__TASK REQUIREMENTS__
Work out how many lines in the entries contain the string "bindings", and give nothing but that number.

__ENTRIES SUPPLIED__
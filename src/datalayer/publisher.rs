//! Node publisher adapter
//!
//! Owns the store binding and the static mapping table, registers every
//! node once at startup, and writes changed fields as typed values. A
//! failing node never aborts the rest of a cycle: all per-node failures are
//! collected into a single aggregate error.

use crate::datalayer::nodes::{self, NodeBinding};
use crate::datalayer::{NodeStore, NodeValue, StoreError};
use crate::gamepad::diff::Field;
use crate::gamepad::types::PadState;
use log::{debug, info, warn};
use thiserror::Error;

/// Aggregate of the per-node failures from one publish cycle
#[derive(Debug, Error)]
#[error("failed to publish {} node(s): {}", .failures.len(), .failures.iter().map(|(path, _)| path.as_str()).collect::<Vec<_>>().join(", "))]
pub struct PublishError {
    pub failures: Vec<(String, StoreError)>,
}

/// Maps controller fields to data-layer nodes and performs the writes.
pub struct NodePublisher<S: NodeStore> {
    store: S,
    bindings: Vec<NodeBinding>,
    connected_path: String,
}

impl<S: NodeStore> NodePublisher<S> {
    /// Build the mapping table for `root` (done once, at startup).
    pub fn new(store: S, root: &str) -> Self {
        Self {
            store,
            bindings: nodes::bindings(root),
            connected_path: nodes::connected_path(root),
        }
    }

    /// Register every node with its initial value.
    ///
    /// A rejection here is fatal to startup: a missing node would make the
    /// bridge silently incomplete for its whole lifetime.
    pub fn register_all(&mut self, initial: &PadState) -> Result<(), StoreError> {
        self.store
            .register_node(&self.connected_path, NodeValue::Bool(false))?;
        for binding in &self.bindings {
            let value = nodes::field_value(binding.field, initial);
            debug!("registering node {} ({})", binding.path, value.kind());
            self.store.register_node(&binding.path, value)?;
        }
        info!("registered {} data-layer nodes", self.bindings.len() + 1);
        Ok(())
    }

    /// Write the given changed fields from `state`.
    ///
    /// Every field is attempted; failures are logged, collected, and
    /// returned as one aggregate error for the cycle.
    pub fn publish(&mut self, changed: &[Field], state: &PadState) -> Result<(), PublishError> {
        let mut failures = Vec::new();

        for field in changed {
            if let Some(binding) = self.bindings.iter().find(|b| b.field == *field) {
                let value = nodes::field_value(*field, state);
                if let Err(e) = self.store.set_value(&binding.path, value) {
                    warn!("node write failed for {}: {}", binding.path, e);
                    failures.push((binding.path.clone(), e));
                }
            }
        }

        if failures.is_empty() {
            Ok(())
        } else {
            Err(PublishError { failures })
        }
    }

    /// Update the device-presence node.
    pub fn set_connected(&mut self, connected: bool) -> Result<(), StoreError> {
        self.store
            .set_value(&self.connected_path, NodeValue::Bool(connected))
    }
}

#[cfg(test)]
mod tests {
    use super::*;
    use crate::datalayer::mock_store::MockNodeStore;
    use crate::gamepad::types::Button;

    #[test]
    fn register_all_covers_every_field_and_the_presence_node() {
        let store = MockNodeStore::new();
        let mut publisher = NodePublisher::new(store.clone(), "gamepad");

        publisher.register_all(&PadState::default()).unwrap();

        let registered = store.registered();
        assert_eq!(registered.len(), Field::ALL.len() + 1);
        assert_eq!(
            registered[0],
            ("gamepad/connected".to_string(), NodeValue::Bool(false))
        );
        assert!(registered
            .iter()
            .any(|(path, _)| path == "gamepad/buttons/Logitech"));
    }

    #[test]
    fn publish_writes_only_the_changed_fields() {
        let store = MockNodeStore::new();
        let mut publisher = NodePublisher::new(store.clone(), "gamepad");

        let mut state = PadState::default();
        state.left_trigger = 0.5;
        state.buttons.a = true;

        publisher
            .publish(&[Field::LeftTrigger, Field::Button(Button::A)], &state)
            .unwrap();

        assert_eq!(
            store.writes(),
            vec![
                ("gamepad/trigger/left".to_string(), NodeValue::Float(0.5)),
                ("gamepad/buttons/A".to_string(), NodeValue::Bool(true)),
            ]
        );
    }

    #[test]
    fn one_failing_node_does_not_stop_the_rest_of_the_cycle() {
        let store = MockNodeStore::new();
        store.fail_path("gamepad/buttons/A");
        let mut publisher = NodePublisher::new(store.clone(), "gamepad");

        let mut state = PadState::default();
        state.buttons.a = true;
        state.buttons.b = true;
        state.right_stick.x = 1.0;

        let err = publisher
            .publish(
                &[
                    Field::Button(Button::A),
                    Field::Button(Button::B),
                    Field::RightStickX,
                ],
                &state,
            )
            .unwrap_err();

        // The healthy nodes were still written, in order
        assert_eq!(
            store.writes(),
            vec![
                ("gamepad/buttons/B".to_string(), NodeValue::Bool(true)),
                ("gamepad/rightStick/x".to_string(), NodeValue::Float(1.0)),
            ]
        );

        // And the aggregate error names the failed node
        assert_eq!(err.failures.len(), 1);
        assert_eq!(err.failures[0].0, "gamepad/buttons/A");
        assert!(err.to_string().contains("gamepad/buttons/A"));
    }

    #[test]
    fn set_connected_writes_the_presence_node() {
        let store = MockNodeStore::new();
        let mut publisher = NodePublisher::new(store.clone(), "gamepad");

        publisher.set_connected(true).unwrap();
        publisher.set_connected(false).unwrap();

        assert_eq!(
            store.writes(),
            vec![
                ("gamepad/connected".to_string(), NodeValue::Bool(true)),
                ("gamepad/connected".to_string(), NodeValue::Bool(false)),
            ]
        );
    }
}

__SOLUTION TO THE EXERCISE__
5